Jupiter LXVI
- Discovery images of Jupiter LXVI from the Cerro Tololo Observatory's Dark Energy Camera on 23 March 2017

Discovery
- Discovered by: Scott S. Sheppard et al.
- Discovery date: 2017

Designations
- Designation: Jupiter LXVI
- Alternative names: S/2017 J 5

Orbital characteristics
- Observation arc: 7 years 2024-12-03 (last obs)
- Semi-major axis: 23232000 km
- Eccentricity: 0.284
- Orbital period (sidereal): −719.5 days
- Mean anomaly: 77.5°
- Inclination: 164.3°
- Longitude of ascending node: 118.2°
- Argument of periastron: 11.9°
- Satellite of: Jupiter
- Group: Carme group

Physical characteristics
- Mean diameter: 2 km
- Apparent magnitude: 23.5
- Absolute magnitude (H): 16.56 (18 obs)

= Jupiter LXVI =

Moon of Jupiter

Jupiter LXVI, originally known as S/2017 J 5, is an outer natural satellite of Jupiter.
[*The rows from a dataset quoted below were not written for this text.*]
#[cfg(test)]
mod tests {
    use std::sync::Arc;
    use std::sync::atomic::{AtomicU32, Ordering};

    use super::*;

    fn fast_config() -> RecoveryConfig {
        RecoveryConfig {
            retry_delay: Duration::from_millis(1),
            max_retry_delay: Duration::from_millis(5),
            cool_down: Duration::from_millis(50),
            ..RecoveryConfig::default()
        }
    }

    fn policy(config: RecoveryConfig) -> RecoveryPolicy {
        RecoveryPolicy::new(config, EventBus::new(64))
    }

    fn timeout() -> ModuleError {
        ModuleError::new(ErrorCode::TimeoutError, "slow")
    }

    #[test]
    fn backoff_doubles_and_caps() {
        let config = RecoveryConfig::default();
        assert_eq!(config.delay_for(1), Duration::from_millis(50));
        assert_eq!(config.delay_for(2), Duration::from_millis(100));
        assert_eq!(config.delay_for(3), Duration::from_millis(200));
        assert_eq!(config.delay_for(30), Duration::from_secs(1));
    }

    #[test]
    fn config_reads_milliseconds() {
        let config: RecoveryConfig =
            serde_json::from_str(r#"{"max_attempts": 5, "cool_down_ms": 1500}"#).unwrap();
        assert_eq!(config.max_attempts, 5);
        assert_eq!(config.cool_down, Duration::from_millis(1500));
        assert_eq!(config.retry_delay, Duration::from_millis(50));
    }

    #[tokio::test]
    async fn non_recoverable_errors_are_not_retried() {
        let p = policy(fast_config());
        let counter = AtomicU32::new(0);
        let calls = &counter;
        let attempt = p
            .attempt_recovery("m", &ModuleError::invalid_input("bad"), move || async move {
                calls.fetch_add(1, Ordering::SeqCst);
                Ok::<_, ModuleError>(())
            })
            .await;
        assert!(!attempt.attempted);
        assert_eq!(attempt.attempts, 0);
        assert_eq!(calls.load(Ordering::SeqCst), 0);
        assert_eq!(attempt.result.unwrap_err().code, ErrorCode::InvalidInput);
    }

    #[tokio::test]
    async fn transient_failure_recovers_on_retry() {
        let p = policy(fast_config());
        let calls = Arc::new(AtomicU32::new(0));
        let attempt = p
            .attempt_recovery("m", &timeout(), || {
                let calls = calls.clone();
                async move {
                    // Original call already failed once; fail once more.
                    if calls.fetch_add(1, Ordering::SeqCst) == 0 {
                        Err(timeout())
                    } else {
                        Ok("done")
                    }
                }
            })
            .await;
        assert!(attempt.attempted);
        assert!(attempt.success);
        assert_eq!(attempt.attempts, 2);
        assert_eq!(attempt.retried, vec![ErrorCode::TimeoutError; 2]);
        assert_eq!(attempt.result.unwrap(), "done");
    }

    #[tokio::test]
    async fn budget_is_respected() {
        let p = policy(fast_config());
        let counter = AtomicU32::new(0);
        let calls = &counter;
        let attempt = p
            .attempt_recovery("m", &timeout(), move || async move {
                calls.fetch_add(1, Ordering::SeqCst);
                Err::<(), _>(timeout())
            })
            .await;
        assert!(!attempt.success);
        assert_eq!(calls.load(Ordering::SeqCst), 2);
        assert_eq!(attempt.attempts, 2);
    }

    #[tokio::test]
    async fn retry_stops_on_non_recoverable_failure() {
        let p = policy(RecoveryConfig {
            max_attempts: 10,
            ..fast_config()
        });
        let counter = AtomicU32::new(0);
        let calls = &counter;
        let attempt = p
            .attempt_recovery("m", &timeout(), move || async move {
                calls.fetch_add(1, Ordering::SeqCst);
                Err::<(), _>(ModuleError::execution("broken"))
            })
            .await;
        assert_eq!(calls.load(Ordering::SeqCst), 1);
        assert_eq!(attempt.result.unwrap_err().code, ErrorCode::ExecutionError);
    }

    #[tokio::test]
    async fn circuit_opens_and_half_opens() {
        let p = policy(RecoveryConfig {
            failure_threshold: 3,
            ..fast_config()
        });
        let mut rx = p.events.subscribe();

        for _ in 0..3 {
            assert!(p.check_circuit("m").is_ok());
            p.record_failure("m");
        }
        assert_eq!(p.circuit_state("m"), CircuitState::Open);
        let err = p.check_circuit("m").unwrap_err();
        assert_eq!(err.code, ErrorCode::CircuitOpen);
        assert!(matches!(
            rx.recv().await.unwrap().as_ref(),
            RuntimeEvent::CircuitOpened { consecutive_failures: 3, .. }
        ));

        tokio::time::sleep(Duration::from_millis(60)).await;
        assert!(p.check_circuit("m").is_ok());
        assert_eq!(p.circuit_state("m"), CircuitState::HalfOpen);
        // Only one trial at a time.
        assert!(p.check_circuit("m").is_err());

        p.record_failure("m");
        assert_eq!(p.circuit_state("m"), CircuitState::Open);

        tokio::time::sleep(Duration::from_millis(60)).await;
        assert!(p.check_circuit("m").is_ok());
        p.record_success("m");
        assert_eq!(p.circuit_state("m"), CircuitState::Closed);
        assert!(p.check_circuit("m").is_ok());
    }

    #[tokio::test]
    async fn open_circuit_cuts_retries_short() {
        let p = policy(RecoveryConfig {
            failure_threshold: 1,
            max_attempts: 5,
            ..fast_config()
        });
        p.record_failure("m");
        let counter = AtomicU32::new(0);
        let calls = &counter;
        let attempt = p
            .attempt_recovery("m", &timeout(), move || async move {
                calls.fetch_add(1, Ordering::SeqCst);
                Ok::<_, ModuleError>(())
            })
            .await;
        assert_eq!(calls.load(Ordering::SeqCst), 0);
        assert_eq!(attempt.result.unwrap_err().code, ErrorCode::CircuitOpen);
    }

    #[test]
    fn fallback_chains_keep_order_without_duplicates() {
        let p = policy(fast_config());
        p.register_fallback("a", "b");
        p.register_fallback("a", "c");
        p.register_fallback("a", "b");
        p.register_fallback("a", "a");
        assert_eq!(p.fallbacks("a"), vec!["b", "c"]);
        assert!(p.fallbacks("zzz").is_empty());
    }
}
It was discovered by Scott S. Sheppard and his team in 2017, but not announced until July 17, 2018 via a Minor Planet Electronic Circular from the Minor Planet Center. It is about 2 kilometers in diameter and orbits at a semi-major axis of about 23,232,000 km with an inclination of about 164.3°. It belongs to the Carme group.